◆ Exercise
Search the records for "CanonicalEvent" and copy each line that holds it.
** Exercise material follows **
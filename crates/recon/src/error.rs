use thiserror::Error;

#[derive(Debug, Error)]
pub enum ReconError {
    /// TOML parse / deserialization error.
    #[error("config parse error: {0}")]
    ConfigParse(String),
    /// Rule table validation error (overlapping lists, duplicate sources, etc.).
    #[error("config validation error: {0}")]
    ConfigValidation(String),
    /// Configured local zone is not a known IANA name.
    #[error("unknown time zone: {0}")]
    UnknownZone(String),
    /// Required provider column absent from the raw CSV header.
    #[error("missing column '{column}' in raw events")]
    MissingColumn { column: String },
    #[error("raw CSV error: {0}")]
    Csv(String),
}
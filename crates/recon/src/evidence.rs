use std::collections::BTreeMap;

use crate::model::{CanonicalEvent, ReconSummary};

/// Category counts, institution-type counts and local date range of the output.
/// Stage counters are filled in by the engine.
pub fn compute_summary(events: &[CanonicalEvent]) -> ReconSummary {
    let mut event_types: BTreeMap<String, usize> = BTreeMap::new();
    let mut institution_types: BTreeMap<String, usize> = BTreeMap::new();
    let mut first_date: Option<&str> = None;
    let mut last_date: Option<&str> = None;

    for e in events {
        *event_types.entry(e.event_type.clone()).or_insert(0) += 1;
        *institution_types.entry(e.institution_type.clone()).or_insert(0) += 1;

        if !e.event_date.is_empty() {
            let date = e.event_date.as_str();
            first_date = Some(first_date.map_or(date, |d| d.min(date)));
            last_date = Some(last_date.map_or(date, |d| d.max(date)));
        }
    }

    ReconSummary {
        output_events: events.len(),
        event_types,
        institution_types,
        first_date: first_date.map(str::to_string),
        last_date: last_date.map(str::to_string),
        ..ReconSummary::default()
    }
}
** End of Exercise material **
◆ Solution for this problem
use crate::model::{CanonicalEvent, ReconSummary};
pub fn compute_summary(events: &[CanonicalEvent]) -> ReconSummary {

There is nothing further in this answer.